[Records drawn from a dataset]
◇ ◇ ◇

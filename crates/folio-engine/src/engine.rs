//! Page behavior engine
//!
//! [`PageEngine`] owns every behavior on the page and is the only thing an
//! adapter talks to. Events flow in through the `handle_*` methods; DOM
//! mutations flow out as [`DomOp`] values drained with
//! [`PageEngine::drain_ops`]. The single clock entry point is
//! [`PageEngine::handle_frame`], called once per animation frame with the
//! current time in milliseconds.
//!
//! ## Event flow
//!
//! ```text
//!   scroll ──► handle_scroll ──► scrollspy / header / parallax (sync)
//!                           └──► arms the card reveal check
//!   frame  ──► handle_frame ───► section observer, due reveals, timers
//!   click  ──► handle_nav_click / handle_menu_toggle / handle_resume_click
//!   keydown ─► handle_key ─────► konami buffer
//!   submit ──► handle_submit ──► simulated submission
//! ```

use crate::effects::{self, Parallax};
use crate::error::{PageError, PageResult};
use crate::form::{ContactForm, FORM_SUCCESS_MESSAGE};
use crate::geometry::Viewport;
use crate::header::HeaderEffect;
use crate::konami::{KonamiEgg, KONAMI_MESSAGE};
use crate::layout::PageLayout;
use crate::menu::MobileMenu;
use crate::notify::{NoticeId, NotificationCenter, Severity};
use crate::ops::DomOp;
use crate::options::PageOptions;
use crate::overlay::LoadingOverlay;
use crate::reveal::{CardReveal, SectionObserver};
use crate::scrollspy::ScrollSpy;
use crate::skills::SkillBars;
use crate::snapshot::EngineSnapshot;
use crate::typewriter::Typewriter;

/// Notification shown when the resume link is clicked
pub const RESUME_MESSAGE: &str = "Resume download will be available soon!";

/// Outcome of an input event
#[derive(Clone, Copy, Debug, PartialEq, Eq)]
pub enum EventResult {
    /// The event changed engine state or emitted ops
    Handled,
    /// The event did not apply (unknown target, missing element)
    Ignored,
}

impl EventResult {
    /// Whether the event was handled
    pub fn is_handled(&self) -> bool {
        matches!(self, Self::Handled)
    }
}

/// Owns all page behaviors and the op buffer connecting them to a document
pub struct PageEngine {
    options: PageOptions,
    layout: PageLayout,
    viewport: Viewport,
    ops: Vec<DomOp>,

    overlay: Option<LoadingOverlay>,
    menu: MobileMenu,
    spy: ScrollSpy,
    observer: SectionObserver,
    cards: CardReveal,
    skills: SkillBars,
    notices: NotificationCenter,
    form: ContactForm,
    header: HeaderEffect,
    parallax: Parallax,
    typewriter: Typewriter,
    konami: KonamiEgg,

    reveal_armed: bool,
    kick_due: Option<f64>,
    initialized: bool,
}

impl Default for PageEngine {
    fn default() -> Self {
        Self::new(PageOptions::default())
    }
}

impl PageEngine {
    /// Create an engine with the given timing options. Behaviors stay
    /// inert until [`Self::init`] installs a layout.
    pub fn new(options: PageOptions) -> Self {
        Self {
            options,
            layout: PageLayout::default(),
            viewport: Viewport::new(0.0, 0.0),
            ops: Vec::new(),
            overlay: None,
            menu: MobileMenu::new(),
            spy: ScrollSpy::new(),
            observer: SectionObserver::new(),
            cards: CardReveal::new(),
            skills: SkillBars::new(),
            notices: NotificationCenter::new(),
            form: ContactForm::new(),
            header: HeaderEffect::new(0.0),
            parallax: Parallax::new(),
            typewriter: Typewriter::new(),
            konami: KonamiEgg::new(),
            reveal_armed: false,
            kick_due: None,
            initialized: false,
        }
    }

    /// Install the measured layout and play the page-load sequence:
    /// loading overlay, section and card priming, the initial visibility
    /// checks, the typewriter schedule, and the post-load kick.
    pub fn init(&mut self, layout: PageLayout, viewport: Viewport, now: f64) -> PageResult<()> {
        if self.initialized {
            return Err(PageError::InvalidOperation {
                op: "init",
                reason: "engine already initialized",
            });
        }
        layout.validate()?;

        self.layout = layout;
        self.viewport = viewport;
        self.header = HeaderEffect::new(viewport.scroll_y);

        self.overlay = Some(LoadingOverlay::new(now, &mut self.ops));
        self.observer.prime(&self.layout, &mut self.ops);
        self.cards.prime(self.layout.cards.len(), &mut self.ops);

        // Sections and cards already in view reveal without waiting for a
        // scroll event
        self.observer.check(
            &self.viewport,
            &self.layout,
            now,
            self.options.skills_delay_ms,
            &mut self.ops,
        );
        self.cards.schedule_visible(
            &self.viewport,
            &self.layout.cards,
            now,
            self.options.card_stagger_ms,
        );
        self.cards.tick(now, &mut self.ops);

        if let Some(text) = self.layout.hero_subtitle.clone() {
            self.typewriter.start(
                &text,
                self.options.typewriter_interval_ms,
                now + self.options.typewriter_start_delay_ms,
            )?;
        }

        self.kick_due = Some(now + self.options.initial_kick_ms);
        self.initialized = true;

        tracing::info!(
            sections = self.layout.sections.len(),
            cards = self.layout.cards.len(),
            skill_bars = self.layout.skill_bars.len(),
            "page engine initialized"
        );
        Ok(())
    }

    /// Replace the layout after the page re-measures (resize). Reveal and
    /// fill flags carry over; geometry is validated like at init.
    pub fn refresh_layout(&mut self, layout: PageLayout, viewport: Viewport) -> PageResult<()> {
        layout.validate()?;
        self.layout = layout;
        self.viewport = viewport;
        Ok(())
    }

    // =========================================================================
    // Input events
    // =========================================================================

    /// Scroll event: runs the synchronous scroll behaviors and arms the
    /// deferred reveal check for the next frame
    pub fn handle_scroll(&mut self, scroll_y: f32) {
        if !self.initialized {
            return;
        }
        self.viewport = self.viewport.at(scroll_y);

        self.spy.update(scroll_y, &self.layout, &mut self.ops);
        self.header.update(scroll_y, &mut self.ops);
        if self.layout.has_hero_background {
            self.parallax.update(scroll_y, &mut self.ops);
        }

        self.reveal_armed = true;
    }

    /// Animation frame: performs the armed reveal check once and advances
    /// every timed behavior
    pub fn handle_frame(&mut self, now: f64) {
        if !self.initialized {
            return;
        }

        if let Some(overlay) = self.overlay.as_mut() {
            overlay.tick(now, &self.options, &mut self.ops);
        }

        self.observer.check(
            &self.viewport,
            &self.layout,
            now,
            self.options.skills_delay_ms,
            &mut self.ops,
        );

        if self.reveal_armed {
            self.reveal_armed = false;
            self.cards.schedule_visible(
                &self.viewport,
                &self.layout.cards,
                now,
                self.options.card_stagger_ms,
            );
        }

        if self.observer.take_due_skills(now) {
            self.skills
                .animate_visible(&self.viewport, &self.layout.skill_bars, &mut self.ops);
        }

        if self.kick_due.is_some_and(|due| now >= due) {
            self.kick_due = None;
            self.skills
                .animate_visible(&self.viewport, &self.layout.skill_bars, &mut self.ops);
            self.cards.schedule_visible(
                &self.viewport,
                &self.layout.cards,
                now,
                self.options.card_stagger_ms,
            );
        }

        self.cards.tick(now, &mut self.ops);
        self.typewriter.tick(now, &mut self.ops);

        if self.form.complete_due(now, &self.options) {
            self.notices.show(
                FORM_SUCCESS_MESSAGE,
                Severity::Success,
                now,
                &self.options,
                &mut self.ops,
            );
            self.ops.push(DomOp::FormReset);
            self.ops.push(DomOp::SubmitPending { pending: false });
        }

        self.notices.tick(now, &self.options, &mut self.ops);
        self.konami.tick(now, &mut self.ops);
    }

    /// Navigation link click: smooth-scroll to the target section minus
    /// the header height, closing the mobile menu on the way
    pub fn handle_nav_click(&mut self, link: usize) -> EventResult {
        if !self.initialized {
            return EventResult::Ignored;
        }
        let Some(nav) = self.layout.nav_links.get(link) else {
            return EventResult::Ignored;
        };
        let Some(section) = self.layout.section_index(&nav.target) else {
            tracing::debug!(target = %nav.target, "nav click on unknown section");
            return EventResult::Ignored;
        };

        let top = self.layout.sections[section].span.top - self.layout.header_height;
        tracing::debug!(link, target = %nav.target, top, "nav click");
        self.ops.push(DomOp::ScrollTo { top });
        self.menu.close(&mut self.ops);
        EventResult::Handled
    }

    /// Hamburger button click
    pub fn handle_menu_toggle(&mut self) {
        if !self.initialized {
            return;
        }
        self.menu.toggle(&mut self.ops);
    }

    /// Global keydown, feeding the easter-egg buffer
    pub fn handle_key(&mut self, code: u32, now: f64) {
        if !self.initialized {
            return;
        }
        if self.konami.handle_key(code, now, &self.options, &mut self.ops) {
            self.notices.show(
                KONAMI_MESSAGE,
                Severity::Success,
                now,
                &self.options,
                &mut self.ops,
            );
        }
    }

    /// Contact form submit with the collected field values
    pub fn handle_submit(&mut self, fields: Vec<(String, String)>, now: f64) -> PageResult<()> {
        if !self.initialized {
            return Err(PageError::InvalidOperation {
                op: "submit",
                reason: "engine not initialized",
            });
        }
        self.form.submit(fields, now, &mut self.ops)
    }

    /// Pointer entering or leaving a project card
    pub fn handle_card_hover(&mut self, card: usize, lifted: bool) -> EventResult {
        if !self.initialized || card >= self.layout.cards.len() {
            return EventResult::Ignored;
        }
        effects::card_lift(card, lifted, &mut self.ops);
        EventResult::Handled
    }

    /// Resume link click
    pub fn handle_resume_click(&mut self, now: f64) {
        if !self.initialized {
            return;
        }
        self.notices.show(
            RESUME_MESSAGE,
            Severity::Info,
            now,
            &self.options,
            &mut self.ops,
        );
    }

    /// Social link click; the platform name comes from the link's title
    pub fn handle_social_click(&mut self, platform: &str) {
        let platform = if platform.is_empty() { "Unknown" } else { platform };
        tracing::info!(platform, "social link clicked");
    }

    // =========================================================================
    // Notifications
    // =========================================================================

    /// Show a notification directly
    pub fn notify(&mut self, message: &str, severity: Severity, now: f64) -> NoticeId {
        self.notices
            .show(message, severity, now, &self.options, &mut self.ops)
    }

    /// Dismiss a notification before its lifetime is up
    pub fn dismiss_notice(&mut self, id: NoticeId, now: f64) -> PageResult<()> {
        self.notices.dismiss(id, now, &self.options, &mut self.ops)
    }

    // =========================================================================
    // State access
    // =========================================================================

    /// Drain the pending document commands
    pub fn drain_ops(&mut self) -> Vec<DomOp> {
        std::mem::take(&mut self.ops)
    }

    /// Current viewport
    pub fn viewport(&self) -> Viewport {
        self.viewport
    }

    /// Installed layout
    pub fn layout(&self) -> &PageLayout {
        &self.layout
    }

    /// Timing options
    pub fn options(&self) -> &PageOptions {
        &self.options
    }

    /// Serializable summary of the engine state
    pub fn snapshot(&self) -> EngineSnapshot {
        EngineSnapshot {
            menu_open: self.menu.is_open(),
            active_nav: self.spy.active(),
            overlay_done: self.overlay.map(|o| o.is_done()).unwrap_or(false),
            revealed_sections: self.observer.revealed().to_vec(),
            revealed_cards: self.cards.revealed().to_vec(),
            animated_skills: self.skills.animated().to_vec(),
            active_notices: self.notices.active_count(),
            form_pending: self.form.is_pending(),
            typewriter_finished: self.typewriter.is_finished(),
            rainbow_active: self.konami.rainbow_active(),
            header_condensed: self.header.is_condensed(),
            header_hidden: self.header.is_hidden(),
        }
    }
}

◇ ◇ ◇

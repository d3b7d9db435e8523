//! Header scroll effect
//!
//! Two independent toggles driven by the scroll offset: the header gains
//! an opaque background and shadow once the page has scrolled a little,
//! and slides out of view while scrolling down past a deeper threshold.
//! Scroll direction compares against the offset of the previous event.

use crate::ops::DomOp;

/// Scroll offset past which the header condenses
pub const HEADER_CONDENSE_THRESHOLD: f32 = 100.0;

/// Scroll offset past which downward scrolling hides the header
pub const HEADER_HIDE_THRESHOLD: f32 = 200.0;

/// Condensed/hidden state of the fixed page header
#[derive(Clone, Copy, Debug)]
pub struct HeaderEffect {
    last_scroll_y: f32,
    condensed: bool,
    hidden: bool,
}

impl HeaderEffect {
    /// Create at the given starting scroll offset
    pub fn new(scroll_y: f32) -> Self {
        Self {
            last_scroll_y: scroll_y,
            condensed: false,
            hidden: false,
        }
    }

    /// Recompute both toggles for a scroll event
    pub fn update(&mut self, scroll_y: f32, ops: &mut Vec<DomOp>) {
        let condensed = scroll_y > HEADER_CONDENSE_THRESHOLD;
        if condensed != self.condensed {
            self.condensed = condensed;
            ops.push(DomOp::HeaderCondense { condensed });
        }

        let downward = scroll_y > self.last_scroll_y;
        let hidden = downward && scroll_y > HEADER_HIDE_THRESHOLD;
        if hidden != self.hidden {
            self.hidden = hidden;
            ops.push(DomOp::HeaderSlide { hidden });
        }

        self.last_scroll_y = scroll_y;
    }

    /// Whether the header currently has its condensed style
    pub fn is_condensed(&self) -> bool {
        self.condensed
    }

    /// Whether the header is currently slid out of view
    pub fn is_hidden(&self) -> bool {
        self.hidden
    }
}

◇ ◇ ◇

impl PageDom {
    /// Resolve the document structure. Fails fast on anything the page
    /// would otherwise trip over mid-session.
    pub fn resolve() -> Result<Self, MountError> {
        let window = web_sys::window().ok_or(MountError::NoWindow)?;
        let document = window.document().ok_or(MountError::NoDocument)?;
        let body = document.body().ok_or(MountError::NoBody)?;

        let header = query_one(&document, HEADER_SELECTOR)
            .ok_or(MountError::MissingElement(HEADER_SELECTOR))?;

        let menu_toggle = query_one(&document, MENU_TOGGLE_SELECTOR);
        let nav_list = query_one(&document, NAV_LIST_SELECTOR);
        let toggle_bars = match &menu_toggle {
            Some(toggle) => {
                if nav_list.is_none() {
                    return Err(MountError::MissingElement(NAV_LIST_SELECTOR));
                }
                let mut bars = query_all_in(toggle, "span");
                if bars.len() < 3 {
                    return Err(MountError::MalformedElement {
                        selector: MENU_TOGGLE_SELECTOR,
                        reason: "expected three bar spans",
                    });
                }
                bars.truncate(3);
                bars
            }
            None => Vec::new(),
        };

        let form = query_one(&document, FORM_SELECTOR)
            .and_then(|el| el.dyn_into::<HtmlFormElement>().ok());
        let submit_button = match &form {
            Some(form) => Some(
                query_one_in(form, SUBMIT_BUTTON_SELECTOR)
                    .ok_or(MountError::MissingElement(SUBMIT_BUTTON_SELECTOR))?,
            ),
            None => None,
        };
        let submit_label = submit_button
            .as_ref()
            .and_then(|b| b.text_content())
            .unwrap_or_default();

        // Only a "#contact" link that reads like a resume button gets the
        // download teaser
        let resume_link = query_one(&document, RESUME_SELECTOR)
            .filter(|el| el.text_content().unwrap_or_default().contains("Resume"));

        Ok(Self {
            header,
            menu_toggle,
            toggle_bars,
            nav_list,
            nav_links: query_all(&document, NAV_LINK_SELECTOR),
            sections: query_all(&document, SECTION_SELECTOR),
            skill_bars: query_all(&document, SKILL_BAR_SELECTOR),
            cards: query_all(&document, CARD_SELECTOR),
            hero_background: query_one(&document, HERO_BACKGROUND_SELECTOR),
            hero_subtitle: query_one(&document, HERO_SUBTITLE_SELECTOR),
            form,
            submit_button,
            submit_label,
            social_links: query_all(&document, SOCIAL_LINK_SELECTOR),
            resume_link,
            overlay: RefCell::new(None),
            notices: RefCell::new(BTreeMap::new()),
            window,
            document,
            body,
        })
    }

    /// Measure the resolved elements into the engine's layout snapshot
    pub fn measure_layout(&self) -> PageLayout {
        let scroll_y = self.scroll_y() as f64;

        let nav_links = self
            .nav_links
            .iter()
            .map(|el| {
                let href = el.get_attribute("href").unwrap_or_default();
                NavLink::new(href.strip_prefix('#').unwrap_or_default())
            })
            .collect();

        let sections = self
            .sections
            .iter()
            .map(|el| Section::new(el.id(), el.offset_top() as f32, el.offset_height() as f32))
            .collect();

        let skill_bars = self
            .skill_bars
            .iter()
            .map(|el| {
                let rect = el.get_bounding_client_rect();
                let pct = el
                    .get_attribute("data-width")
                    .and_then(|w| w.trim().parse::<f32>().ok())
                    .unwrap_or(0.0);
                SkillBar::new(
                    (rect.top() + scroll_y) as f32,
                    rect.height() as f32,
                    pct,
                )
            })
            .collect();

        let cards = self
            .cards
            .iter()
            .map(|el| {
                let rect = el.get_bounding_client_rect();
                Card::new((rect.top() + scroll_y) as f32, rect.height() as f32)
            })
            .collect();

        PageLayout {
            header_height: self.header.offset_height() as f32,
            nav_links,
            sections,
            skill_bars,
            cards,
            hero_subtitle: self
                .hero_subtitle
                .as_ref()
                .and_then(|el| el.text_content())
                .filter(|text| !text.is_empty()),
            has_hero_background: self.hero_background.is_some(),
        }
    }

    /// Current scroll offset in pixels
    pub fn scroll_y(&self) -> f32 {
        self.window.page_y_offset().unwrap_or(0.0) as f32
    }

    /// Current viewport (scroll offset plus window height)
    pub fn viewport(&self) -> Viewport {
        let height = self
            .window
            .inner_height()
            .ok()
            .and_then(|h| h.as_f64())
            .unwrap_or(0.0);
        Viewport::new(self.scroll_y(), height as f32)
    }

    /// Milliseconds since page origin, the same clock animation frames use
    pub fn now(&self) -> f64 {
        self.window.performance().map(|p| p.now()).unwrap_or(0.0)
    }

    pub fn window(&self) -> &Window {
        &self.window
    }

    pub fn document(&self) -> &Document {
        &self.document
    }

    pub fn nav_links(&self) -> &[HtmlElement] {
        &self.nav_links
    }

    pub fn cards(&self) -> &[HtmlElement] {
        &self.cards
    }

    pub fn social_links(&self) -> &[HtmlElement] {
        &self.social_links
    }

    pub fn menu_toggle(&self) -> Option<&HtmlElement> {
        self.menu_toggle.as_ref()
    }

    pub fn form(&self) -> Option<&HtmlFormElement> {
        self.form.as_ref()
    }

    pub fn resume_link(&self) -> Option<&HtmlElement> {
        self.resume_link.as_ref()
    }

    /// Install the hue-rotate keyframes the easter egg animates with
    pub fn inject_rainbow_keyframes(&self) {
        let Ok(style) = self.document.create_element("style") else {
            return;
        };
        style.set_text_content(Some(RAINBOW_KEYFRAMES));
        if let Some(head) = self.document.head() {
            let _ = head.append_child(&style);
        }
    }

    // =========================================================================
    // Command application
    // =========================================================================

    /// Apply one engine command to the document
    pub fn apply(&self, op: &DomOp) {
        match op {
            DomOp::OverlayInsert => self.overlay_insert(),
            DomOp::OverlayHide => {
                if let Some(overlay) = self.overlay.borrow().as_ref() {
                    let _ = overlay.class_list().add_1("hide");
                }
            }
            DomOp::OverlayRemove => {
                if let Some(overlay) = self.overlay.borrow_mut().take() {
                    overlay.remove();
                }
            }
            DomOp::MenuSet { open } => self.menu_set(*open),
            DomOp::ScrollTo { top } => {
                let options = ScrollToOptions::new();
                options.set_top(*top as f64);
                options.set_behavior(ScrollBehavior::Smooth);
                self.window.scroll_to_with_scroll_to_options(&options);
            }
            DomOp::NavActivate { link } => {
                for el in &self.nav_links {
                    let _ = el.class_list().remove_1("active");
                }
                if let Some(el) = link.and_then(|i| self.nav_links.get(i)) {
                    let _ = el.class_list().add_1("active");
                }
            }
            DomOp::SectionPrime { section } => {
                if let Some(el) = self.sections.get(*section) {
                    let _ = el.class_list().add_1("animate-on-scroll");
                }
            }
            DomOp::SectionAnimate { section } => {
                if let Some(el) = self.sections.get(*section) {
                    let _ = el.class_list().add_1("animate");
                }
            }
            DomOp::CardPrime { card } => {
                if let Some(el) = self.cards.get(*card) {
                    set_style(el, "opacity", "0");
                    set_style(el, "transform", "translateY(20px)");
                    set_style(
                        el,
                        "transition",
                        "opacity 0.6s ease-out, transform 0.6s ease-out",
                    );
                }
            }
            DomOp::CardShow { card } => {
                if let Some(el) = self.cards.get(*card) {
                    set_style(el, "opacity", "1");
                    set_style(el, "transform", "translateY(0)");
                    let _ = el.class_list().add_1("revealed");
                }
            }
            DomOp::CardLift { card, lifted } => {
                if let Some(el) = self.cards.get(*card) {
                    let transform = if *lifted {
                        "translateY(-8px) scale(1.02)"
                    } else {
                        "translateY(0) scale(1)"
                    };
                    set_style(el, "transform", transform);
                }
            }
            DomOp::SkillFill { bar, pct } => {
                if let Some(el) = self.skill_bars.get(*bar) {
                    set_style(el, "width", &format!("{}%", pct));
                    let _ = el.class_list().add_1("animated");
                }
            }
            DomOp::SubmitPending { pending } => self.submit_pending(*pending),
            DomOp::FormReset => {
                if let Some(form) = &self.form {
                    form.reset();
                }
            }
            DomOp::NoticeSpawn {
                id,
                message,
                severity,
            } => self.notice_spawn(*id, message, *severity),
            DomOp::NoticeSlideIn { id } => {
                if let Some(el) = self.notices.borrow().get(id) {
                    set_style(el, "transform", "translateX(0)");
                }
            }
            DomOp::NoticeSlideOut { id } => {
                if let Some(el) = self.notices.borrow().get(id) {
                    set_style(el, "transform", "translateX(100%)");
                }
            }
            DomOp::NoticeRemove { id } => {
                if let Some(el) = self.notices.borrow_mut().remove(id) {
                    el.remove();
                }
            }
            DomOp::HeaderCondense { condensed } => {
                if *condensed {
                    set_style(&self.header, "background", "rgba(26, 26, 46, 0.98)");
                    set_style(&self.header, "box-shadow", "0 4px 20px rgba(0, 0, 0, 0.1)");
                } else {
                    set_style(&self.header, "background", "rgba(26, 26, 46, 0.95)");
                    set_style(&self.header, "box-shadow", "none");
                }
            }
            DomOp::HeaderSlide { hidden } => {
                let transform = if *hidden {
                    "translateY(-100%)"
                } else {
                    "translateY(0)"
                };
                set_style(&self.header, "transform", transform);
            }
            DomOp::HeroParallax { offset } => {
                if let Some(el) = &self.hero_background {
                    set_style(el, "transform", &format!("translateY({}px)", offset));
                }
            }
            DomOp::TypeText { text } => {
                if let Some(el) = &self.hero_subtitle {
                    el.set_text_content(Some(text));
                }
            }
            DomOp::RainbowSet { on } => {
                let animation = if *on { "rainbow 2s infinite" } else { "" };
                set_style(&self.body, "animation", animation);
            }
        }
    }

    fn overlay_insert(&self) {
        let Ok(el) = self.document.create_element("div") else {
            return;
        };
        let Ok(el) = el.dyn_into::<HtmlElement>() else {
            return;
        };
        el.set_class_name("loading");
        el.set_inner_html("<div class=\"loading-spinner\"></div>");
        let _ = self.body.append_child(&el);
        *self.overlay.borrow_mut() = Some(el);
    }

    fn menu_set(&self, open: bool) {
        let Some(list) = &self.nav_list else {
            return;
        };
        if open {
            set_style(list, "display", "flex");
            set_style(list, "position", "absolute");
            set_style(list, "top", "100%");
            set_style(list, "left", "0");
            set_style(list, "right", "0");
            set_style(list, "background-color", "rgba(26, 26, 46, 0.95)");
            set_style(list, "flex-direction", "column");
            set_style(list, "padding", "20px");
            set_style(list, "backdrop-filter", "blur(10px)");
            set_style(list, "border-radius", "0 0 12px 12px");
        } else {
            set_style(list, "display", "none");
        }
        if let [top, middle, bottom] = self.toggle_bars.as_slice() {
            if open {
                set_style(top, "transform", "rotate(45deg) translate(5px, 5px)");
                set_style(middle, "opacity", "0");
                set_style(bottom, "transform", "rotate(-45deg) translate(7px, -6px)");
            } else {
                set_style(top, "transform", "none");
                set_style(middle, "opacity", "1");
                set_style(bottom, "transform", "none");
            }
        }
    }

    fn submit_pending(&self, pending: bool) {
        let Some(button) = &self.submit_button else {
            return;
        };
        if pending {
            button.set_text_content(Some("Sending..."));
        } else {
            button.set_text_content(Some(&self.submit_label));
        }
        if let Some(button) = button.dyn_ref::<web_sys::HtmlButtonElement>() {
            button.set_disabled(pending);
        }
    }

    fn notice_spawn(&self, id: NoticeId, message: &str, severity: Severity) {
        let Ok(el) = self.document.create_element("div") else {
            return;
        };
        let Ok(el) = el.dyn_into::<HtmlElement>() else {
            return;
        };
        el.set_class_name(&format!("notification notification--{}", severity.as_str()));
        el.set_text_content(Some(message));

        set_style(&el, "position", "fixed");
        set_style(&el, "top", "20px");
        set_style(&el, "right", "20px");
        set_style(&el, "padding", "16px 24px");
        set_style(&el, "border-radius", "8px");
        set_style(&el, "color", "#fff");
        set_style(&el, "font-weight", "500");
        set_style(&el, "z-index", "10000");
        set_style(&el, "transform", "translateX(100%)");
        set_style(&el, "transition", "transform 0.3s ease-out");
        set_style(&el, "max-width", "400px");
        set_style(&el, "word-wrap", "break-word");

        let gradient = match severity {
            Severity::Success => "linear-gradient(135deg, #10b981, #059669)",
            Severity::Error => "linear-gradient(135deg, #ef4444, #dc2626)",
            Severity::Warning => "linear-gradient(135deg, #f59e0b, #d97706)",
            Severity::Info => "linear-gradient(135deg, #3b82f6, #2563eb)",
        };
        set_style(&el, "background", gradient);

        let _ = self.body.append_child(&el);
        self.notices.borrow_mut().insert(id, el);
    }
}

◇ ◇ ◇

__Exercise aim__.
Above are the entries. Copy exactly the part that opens with the line containing "if hidden != self.hidden" and closes with the line containing "its condensed style", and no more.

__Reply__.
        if hidden != self.hidden {
            self.hidden = hidden;
            ops.push(DomOp::HeaderSlide { hidden });
        }

        self.last_scroll_y = scroll_y;
    }

    /// Whether the header currently has its condensed style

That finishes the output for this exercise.